REQUIRED WORK:
Look for the line that contains "to the controller."; output that line and every line after it exactly, through the final line of the material below, and nothing else.

TASK MATERIAL:
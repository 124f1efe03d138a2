//! ==============================================================================
//! main.rs - finish-line host entry point
//! ==============================================================================
//!
//! purpose:
//!     runs next to the track. proximity sensors along the lane report
//!     distances; every time a truck passes a replay sensor the next waypoint
//!     of its loaded route is published, and when it reaches the finish-line
//!     sensor the truck is stopped, identified and reset to its origin.
//!
//! responsibilities:
//!     - load configuration and set up logging
//!     - pick the telemetry transport (direct iot cloud rest, or mqtt)
//!     - start one sampler task per sensor
//!     - serve the route-load REST interface
//!     - run the controller until ctrl-c
//!
//! architecture:
//!
//!     ┌─────────────────────────────────────────────────────────────┐
//!     │                    host (this file)                         │
//!     │  ┌─────────────┐  ┌─────────────┐                           │
//!     │  │ samplers    │  │ web server  │                           │
//!     │  │ (1/sensor)  │  │ (port 8888) │                           │
//!     │  └──────┬──────┘  └──────┬──────┘                           │
//!     │         └────────┬───────┘ mpsc<Command>                    │
//!     │            ┌─────┴──────┐                                   │
//!     │            │ controller │ <- controller.rs                  │
//!     │            └─────┬──────┘                                   │
//!     └──────────────────┼──────────────────────────────────────────┘
//!            ┌───────────┼─────────────┬──────────────┐
//!            ▼           ▼             ▼              ▼
//!        telemetry    actuator      reader          lcd
//!
//! ==============================================================================

mod config;
mod controller;
mod display;
mod domain;
mod edge;
mod hal;
mod route;
mod server;
mod services;
mod transport;
mod workflow;

use anyhow::{Context, Result};
use clap::Parser;
use config::{HostConfig, TransportMode};
use controller::{Command, Controller};
use display::{Lcd, StepInterpreter};
use domain::{SensorCatalog, SensorConfig, SensorReading};
use edge::EdgeDetector;
use hal::{Hal, ProximitySensor};
use services::{HttpActuator, HttpReader};
use std::path::PathBuf;
use std::sync::Arc;
use std::time::Duration;
use tokio::sync::mpsc::{self, error::TrySendError};
use tokio::time::{Instant, MissedTickBehavior};
use tracing::{debug, error, info, trace, warn};
use tracing_subscriber::EnvFilter;
use transport::{DirectTransport, IotcsRegistry, MqttBroker, PubSubTransport, Telemetry};
use workflow::FinishLine;

const COMMAND_QUEUE: usize = 64;
const PROBE_INTERVAL: Duration = Duration::from_secs(2);
const MQTT_KEEP_ALIVE: Duration = Duration::from_secs(30);

#[derive(Parser, Debug)]
#[command(version, about = "finish-line host: route replay and finish-line workflow")]
struct Cli {
    /// path to finishline.toml
    #[arg(short, long)]
    config: Option<PathBuf>,

    /// iot cloud server url, overrides [transport.direct] server_url
    #[arg(short, long, env = "FINISHLINE_SERVER")]
    server: Option<String>,

    /// route server port, overrides [server] port
    #[arg(short, long, env = "FINISHLINE_PORT")]
    port: Option<u16>,

    /// debug logging
    #[arg(short, long)]
    verbose: bool,
}

#[tokio::main(flavor = "current_thread")]
async fn main() -> Result<()> {
    let cli = Cli::parse();

    // step 1: load configuration (logged at info until the real filter is known)
    let bootstrap = tracing_subscriber::fmt().with_env_filter(EnvFilter::new("info")).finish();
    let mut config = tracing::subscriber::with_default(bootstrap, || {
        HostConfig::load_or_default(cli.config.as_deref())
    })?;
    if let Some(port) = cli.port {
        config.server.port = port;
    }

    // step 2: logging
    let filter = EnvFilter::try_from_default_env().unwrap_or_else(|_| {
        EnvFilter::new(if cli.verbose { "debug" } else { config.logging.level.as_str() })
    });
    tracing_subscriber::fmt().with_env_filter(filter).init();

    info!("===========================================================");
    info!("  Finish-Line Host v{}", env!("CARGO_PKG_VERSION"));
    info!("===========================================================");
    config.log_summary();

    // step 3: telemetry transport. ctrl-c while the cloud is still down exits.
    let telemetry = tokio::select! {
        built = build_transport(&config, cli.server.clone()) => built?,
        _ = tokio::signal::ctrl_c() => {
            info!("interrupted before startup finished");
            return Ok(());
        }
    };

    // step 4: finish-line collaborators
    let actuator =
        HttpActuator::new(&config.actuator.stop_url, config::millis(config.actuator.timeout_ms))?;
    let reader =
        HttpReader::new(&config.reader.capture_url, config::millis(config.reader.timeout_ms))?;
    let interpreter = if config.display.enabled {
        Some(StepInterpreter::new(Box::new(Lcd::new().context("failed to open lcd")?)))
    } else {
        None
    };
    let alert_urn = config.transport.alert_urn.clone();
    let finish = FinishLine::new(Box::new(actuator), Box::new(reader), alert_urn)
        .with_countdown(config.display.countdown_steps());

    let catalog = SensorCatalog::new(config.sensors.clone());
    let mut controller = Controller::new(
        catalog,
        EdgeDetector::new(config.detector.threshold),
        finish,
        telemetry,
        interpreter,
    );

    // step 5: producers
    let (commands, mut inbox) = mpsc::channel(COMMAND_QUEUE);

    let web_commands = commands.clone();
    let (bind, port) = (config.server.bind.clone(), config.server.port);
    tokio::spawn(async move {
        if let Err(e) = server::run_server(&bind, port, web_commands).await {
            error!(error = %e, "web server error");
        }
    });

    let hal: Arc<dyn ProximitySensor> = Arc::new(Hal::new().context("failed to open sensor bus")?);
    let period = config::millis(config.polling.interval_ms);
    for sensor in &config.sensors {
        spawn_sampler(
            sensor.clone(),
            hal.clone(),
            commands.clone(),
            period,
            config.logging.show_sensor_data,
        );
    }
    drop(commands);

    // step 6: controller loop
    info!(sensors = config.sensors.len(), "ready");
    tokio::select! {
        _ = controller.run(&mut inbox) => {}
        _ = tokio::signal::ctrl_c() => info!("ctrl-c received, shutting down"),
    }
    controller.shutdown();
    info!("bye");
    Ok(())
}

async fn build_transport(
    config: &HostConfig,
    server_override: Option<String>,
) -> Result<Box<dyn Telemetry>> {
    let model_urn = config.transport.model_urn.clone();
    match config.transport.mode {
        TransportMode::Direct => {
            let direct = config
                .transport
                .direct
                .as_ref()
                .context("[transport.direct] missing")?;
            let server_url = server_override.unwrap_or_else(|| direct.server_url.clone());
            let registry = IotcsRegistry::new(
                server_url,
                direct.token.clone(),
                direct.devices.clone(),
                config::millis(direct.timeout_ms),
            )?;
            registry.wait_until_reachable(PROBE_INTERVAL).await;
            Ok(Box::new(DirectTransport::new(Box::new(registry), model_urn)))
        }
        TransportMode::PubSub => {
            let pubsub = config
                .transport
                .pubsub
                .as_ref()
                .context("[transport.pubsub] missing")?;
            let targets = match &pubsub.settings_url {
                Some(url) => transport::pubsub::fetch_targets(url, Duration::from_secs(5)).await?,
                None => pubsub.devices.clone(),
            };
            if targets.is_empty() {
                warn!("no pub/sub vehicle targets configured");
            }
            let broker = MqttBroker::connect(
                &pubsub.broker_host,
                pubsub.broker_port,
                &pubsub.client_id,
                MQTT_KEEP_ALIVE,
            );
            Ok(Box::new(PubSubTransport::new(Box::new(broker), targets, model_urn)))
        }
    }
}

/// poll one sensor forever, forwarding each sample to the controller.
/// samples are dropped rather than queued when the controller is behind.
fn spawn_sampler(
    sensor: SensorConfig,
    hal: Arc<dyn ProximitySensor>,
    commands: mpsc::Sender<Command>,
    period: Duration,
    show_data: bool,
) {
    tokio::spawn(async move {
        let mut ticker = tokio::time::interval(period);
        ticker.set_missed_tick_behavior(MissedTickBehavior::Skip);
        loop {
            ticker.tick().await;
            let taken_at = Instant::now();
            let bus = hal.clone();
            let port = sensor.port;
            let measured = tokio::task::spawn_blocking(move || bus.measure_distance(port)).await;
            let distance = match measured {
                Ok(Ok(distance)) => distance,
                Ok(Err(e)) => {
                    warn!(sensor = %sensor.id, error = %e, "read error");
                    continue;
                }
                Err(e) => {
                    error!(sensor = %sensor.id, error = %e, "sampler task failed");
                    continue;
                }
            };
            if show_data {
                debug!(sensor = %sensor.id, distance, "sample");
            }

            let reading = SensorReading { sensor: sensor.id.clone(), distance, taken_at };
            match commands.try_send(Command::Reading(reading)) {
                Ok(()) => {}
                Err(TrySendError::Full(_)) => {
                    trace!(sensor = %sensor.id, "controller busy, sample dropped")
                }
                Err(TrySendError::Closed(_)) => break,
            }
        }
    });
}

RESULT:
/// poll one sensor forever, forwarding each sample to the controller.
/// samples are dropped rather than queued when the controller is behind.
fn spawn_sampler(
    sensor: SensorConfig,
    hal: Arc<dyn ProximitySensor>,
    commands: mpsc::Sender<Command>,
    period: Duration,
    show_data: bool,
) {
    tokio::spawn(async move {
        let mut ticker = tokio::time::interval(period);
        ticker.set_missed_tick_behavior(MissedTickBehavior::Skip);
        loop {
            ticker.tick().await;
            let taken_at = Instant::now();
            let bus = hal.clone();
            let port = sensor.port;
            let measured = tokio::task::spawn_blocking(move || bus.measure_distance(port)).await;
            let distance = match measured {
                Ok(Ok(distance)) => distance,
                Ok(Err(e)) => {
                    warn!(sensor = %sensor.id, error = %e, "read error");
                    continue;
                }
                Err(e) => {
                    error!(sensor = %sensor.id, error = %e, "sampler task failed");
                    continue;
                }
            };
            if show_data {
                debug!(sensor = %sensor.id, distance, "sample");
            }

            let reading = SensorReading { sensor: sensor.id.clone(), distance, taken_at };
            match commands.try_send(Command::Reading(reading)) {
                Ok(()) => {}
                Err(TrySendError::Full(_)) => {
                    trace!(sensor = %sensor.id, "controller busy, sample dropped")
                }
                Err(TrySendError::Closed(_)) => break,
            }
        }
    });
}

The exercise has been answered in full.